Я, нижеименованный, обещаюсь и клянусь Всемогущим Богом пред Святым Его Евангелием в том, что хощу и должен Его Императорскому Величеству, своему истинному и природному Всемилостивейшему Великому Государю Императору НИКОЛАЮ ПАВЛОВИЧУ, Самодержцу Всероссийскому, и Его Императорского Величества Всероссийского Престола Наследнику, Его Императорскому Высочеству, Великому Князю АЛЕКСАНДРУ НИКОЛАЕВИЧУ, верно и нелицемерно служить и во всем повиноваться, не щадя живота своего до последней капли крови, и все к высокому Его Императорского Величества Самодержавству, силе и власти принадлежащие права и преимущества, узаконенные и впредь узаконяемые, по крайнему разумению, силе и возможности, предостерегать и оборонять, и притом но крайней мере старатися споспешествовать все, что к Его Императорского Величества верной службе и пользе Государственной во всяких случаях касаться может. О ущербе же Его Величества интереса, вреде и убытке, как скоро о том уведаю, не токмо благовременно объявлять, но и всякими мерами отвращать и не допущать тщатися, и всякую вверенную тайность крепко хранить буду, и поверенный и положенный на мне чин, как по сей (генеральной, так и по особливой) определенной и от времени до времени Его Императорского Величества Именем от предуставленных надо мною Начальников, определяемым Инструкциям и Регламентам, и указам, надлежащим образом по совести своей исправлять, и для своей корысти, свойства, дружбы и вражды, противно должности своей и присяги не поступать, и таким образом себя весть и поступать, как верному Его Императорского Величества подданному благопристойно есть и надлежит, и как я пред Богом и судом Его страшным в том всегда ответ дать могу, как суще мне Господь Бог душевно и телесно да поможет. В заключение же сей моей клятвы целую Слова и Крест Спасителя моего. Аминь.

14 декабря

Пока кандидаты на престол обменивались бесконечными посланиями, Северное тайное общество собирало силы, привлекало офицеров гвардейских полков и агитировало солдат против новой присяги.

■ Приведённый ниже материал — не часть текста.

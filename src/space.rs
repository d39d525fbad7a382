use std::{
  collections::BTreeMap,
  fmt,
  sync::atomic::{AtomicU64, Ordering},
};

use tracing::debug;

use crate::{
  cell::{Allocation, Cell, Handle, SpaceId},
  error::{MemoryError, Result},
  layout::{Layout, Run},
  strategy::{Placement, Strategy, StrategyKind},
};

static NEXT_SPACE_ID: AtomicU64 = AtomicU64::new(1);

/// A fixed number of cells handed out in contiguous ranges.
///
/// ```text
///   cells:   [ A A A . . . B B B B . . . . . . ]
///   live:    A -> (0, 3)   B -> (6, 4)
/// ```
///
/// Every occupied cell belongs to exactly one live range, and live ranges
/// never overlap. Failed operations leave the space untouched.
///
/// The space is not synchronized. Callers sharing one across threads must
/// hold a lock around each whole operation.
pub struct MemorySpace {
  id: SpaceId,
  cells: Vec<Cell>,
  live: BTreeMap<Handle, Allocation>,
  strategy: Strategy,
  next_serial: u64,
}

/// A range moved by [`MemorySpace::compact`].
#[derive(Debug, Clone, Copy, PartialEq, Eq)]
pub struct Relocation {
  pub from: Handle,
  pub to: Handle,
  pub len: usize,
}

/// Occupancy summary of a memory space.
#[derive(Debug, Clone, Copy, PartialEq, Eq)]
pub struct SpaceStats {
  pub total_cells: usize,
  pub free_cells: usize,
  pub allocated_cells: usize,
  pub live_allocations: usize,
  pub free_runs: usize,
  pub largest_free_run: usize,
}

impl SpaceStats {
  /// Share of free cells outside the largest free run, in `[0, 1]`.
  ///
  /// `0.0` means all free space is one run (or nothing is free).
  pub fn fragmentation(&self) -> f64 {
    if self.free_cells == 0 {
      return 0.0;
    }
    1.0 - self.largest_free_run as f64 / self.free_cells as f64
  }
}

impl MemorySpace {
  pub fn new(
    strategy: StrategyKind,
    total_cells: usize,
  ) -> Result<Self> {
    if total_cells == 0 {
      return Err(MemoryError::InvalidCapacity);
    }

    let id = SpaceId(NEXT_SPACE_ID.fetch_add(1, Ordering::Relaxed));
    debug!(space = %id, %strategy, total_cells, "memory space created");

    Ok(Self {
      id,
      cells: vec![Cell::Free; total_cells],
      live: BTreeMap::new(),
      strategy: strategy.build(),
      next_serial: 1,
    })
  }

  pub fn first_fit(total_cells: usize) -> Result<Self> {
    Self::new(StrategyKind::FirstFit, total_cells)
  }

  pub fn best_fit(total_cells: usize) -> Result<Self> {
    Self::new(StrategyKind::BestFit, total_cells)
  }

  pub fn id(&self) -> SpaceId {
    self.id
  }

  pub fn strategy(&self) -> StrategyKind {
    self.strategy.kind()
  }

  pub fn capacity(&self) -> usize {
    self.cells.len()
  }

  pub fn cells(&self) -> &[Cell] {
    &self.cells
  }

  /// Reserves `size` contiguous cells and returns a handle to the first.
  pub fn allocate(
    &mut self,
    size: usize,
  ) -> Result<Handle> {
    if size == 0 {
      debug!(space = %self.id, "rejected zero-sized allocation");
      return Err(MemoryError::InvalidSize { requested: size });
    }

    let Some(start) = self.strategy.find(&self.cells, size) else {
      let largest_free = self.largest_free_run();
      debug!(space = %self.id, size, largest_free, "out of memory");
      return Err(MemoryError::OutOfMemory {
        requested: size,
        largest_free,
      });
    };
    debug_assert!(self.cells[start..start + size].iter().all(|cell| cell.is_free()));

    let serial = self.next_serial;
    self.next_serial += 1;

    self.cells[start..start + size].fill(Cell::Owned(serial));
    self.strategy.allocated(&self.cells, start, size);

    let handle = Handle::new(self.id, start, serial);
    self.live.insert(handle, Allocation { start, len: size });

    debug!(space = %self.id, start, size, serial, "allocated");
    Ok(handle)
  }

  /// Returns the range behind `handle` to free space.
  ///
  /// Fails with [`MemoryError::InvalidHandle`] for handles already released
  /// or issued by another space.
  pub fn release(
    &mut self,
    handle: Handle,
  ) -> Result<()> {
    let Some(allocation) = self.live.remove(&handle) else {
      debug!(space = %self.id, %handle, "release of unknown handle");
      return Err(MemoryError::InvalidHandle(handle));
    };

    self.cells[allocation.start..allocation.end()].fill(Cell::Free);
    self.strategy.released(allocation.start, allocation.len);

    debug!(space = %self.id, start = allocation.start, len = allocation.len, "released");
    Ok(())
  }

  pub fn lookup(
    &self,
    handle: &Handle,
  ) -> Result<Allocation> {
    self
      .live
      .get(handle)
      .copied()
      .ok_or(MemoryError::InvalidHandle(*handle))
  }

  pub fn is_live(
    &self,
    handle: &Handle,
  ) -> bool {
    self.live.contains_key(handle)
  }

  /// Live allocations in ascending start order.
  pub fn allocations(&self) -> impl Iterator<Item = (Handle, Allocation)> + '_ {
    self.live.iter().map(|(handle, allocation)| (*handle, *allocation))
  }

  pub fn layout(&self) -> Layout<'_> {
    Layout::new(&self.cells)
  }

  pub fn stats(&self) -> SpaceStats {
    let (free_runs, free_cells, largest_free_run) = self
      .layout()
      .free_runs()
      .fold((0, 0, 0), |(runs, cells, largest), run| {
        (runs + 1, cells + run.len(), largest.max(run.len()))
      });

    SpaceStats {
      total_cells: self.cells.len(),
      free_cells,
      allocated_cells: self.cells.len() - free_cells,
      live_allocations: self.live.len(),
      free_runs,
      largest_free_run,
    }
  }

  /// Slides every live range down to the low end, leaving one trailing free
  /// run.
  ///
  /// Ranges keep their relative order. Each range that moves gets a new
  /// handle; its old handle stops being live. The returned table lists every
  /// move in ascending order of the new start.
  pub fn compact(&mut self) -> Vec<Relocation> {
    let mut relocations = Vec::new();
    let mut live = BTreeMap::new();
    let mut cursor = 0;

    for (handle, allocation) in std::mem::take(&mut self.live) {
      if allocation.start == cursor {
        live.insert(handle, allocation);
      } else {
        self.cells.copy_within(allocation.start..allocation.end(), cursor);

        let moved = Handle::new(self.id, cursor, handle.serial());
        live.insert(moved, Allocation { start: cursor, len: allocation.len });
        relocations.push(Relocation {
          from: handle,
          to: moved,
          len: allocation.len,
        });
      }
      cursor += allocation.len;
    }

    self.cells[cursor..].fill(Cell::Free);
    self.live = live;
    self.strategy.resync(&self.cells);

    debug!(space = %self.id, moved = relocations.len(), used = cursor, "compacted");
    relocations
  }

  /// Releases every allocation. All outstanding handles become invalid.
  pub fn reset(&mut self) {
    self.cells.fill(Cell::Free);
    self.live.clear();
    self.strategy.resync(&self.cells);

    debug!(space = %self.id, "reset");
  }

  fn largest_free_run(&self) -> usize {
    self.layout().free_runs().map(|run| run.len()).max().unwrap_or(0)
  }
}

impl fmt::Debug for MemorySpace {
  fn fmt(
    &self,
    f: &mut fmt::Formatter<'_>,
  ) -> fmt::Result {
    let stats = self.stats();
    f.debug_struct("MemorySpace")
      .field("id", &self.id)
      .field("strategy", &self.strategy.kind())
      .field("total_cells", &stats.total_cells)
      .field("free_cells", &stats.free_cells)
      .field("live_allocations", &stats.live_allocations)
      .finish()
  }
}

impl<'a> IntoIterator for &'a MemorySpace {
  type Item = Run;
  type IntoIter = crate::layout::Runs<'a>;

  fn into_iter(self) -> Self::IntoIter {
    self.layout().runs()
  }
}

Для русского солдата это было дело неслыханное – присяга была священной клятвой, принесенной не только перед императором, но и перед Богом. Двумя неделями ранее гвардия присягнула Константину, поклявшись в вечной и безусловной верности, а тут пошли слухи, что через какие-нибудь две недели надо принимать новую присягу. А как же прежняя? Освободить от нее мог только сам император Константин, серебряные рубли с профилем которого уже чеканили на Монетном дворе. Но, как мы знаем, Константин категорически отверг этот вариант.

Гвардия роптала. Этим и воспользовались члены тайного общества.

А Николай понимал, что он выглядит узурпатором и попытка занять престол может стоить ему жизни. К этому времени в России уже убили трех законных императоров – Иоанна Антоновича, Петра III и Павла I. Чего же ждать претенденту на престол, чье право сомнительно. Тень любимого отца, убитого своими приближенными, не раз вставала в эти дни перед внутренним взором Николая.

Из «Записок» Николая I

Город казался тих; так, по крайней мере, уверял граф Милорадович, уверяли и те немногие, которые ко мне хаживали, ибо я не считал приличным показываться и почти не выходил из комнат. Но в то же время бунтовщики были уже в сильном движении, и непонятно, что никто сего не видел. Оболенский, бывший тогда адъютантом у генерала Бистрома, командовавшего всею пехотой гвардии, один из злейших заговорщиков, ежедневно бывал во дворце, где тогда обычай был сбираться после развода в так называемой Конногвардейской комнате. Там, в шуме сборища разных чинов офицеров и других, ежедневно приезжавших во дворец узнавать о здоровье матушки, но еще более приезжавших за новостями, с жадностью Оболенский подхватывал все, что могло быть полезным к успеху заговора, и сообщал соумышленникам узнанное. Сборища их бывали у Рылеева. Другое лицо, изверг во всем смысле слова, Якубовский[2], в то же время умел хитростью своей и некоторою наружностью смельчака втереться в дом графа Милорадовича и, уловив доброе сердце графа, снискать даже некоторую его в себе доверенность. Чего Оболенский не успевал узнать во дворце, то Якубовский изведывал от графа, у которого, как говорится, часто сердце было на языке.

вернуться

2

Так в оригинале. Имеется в виду Александр Иванович Якубович. – Примеч. сост.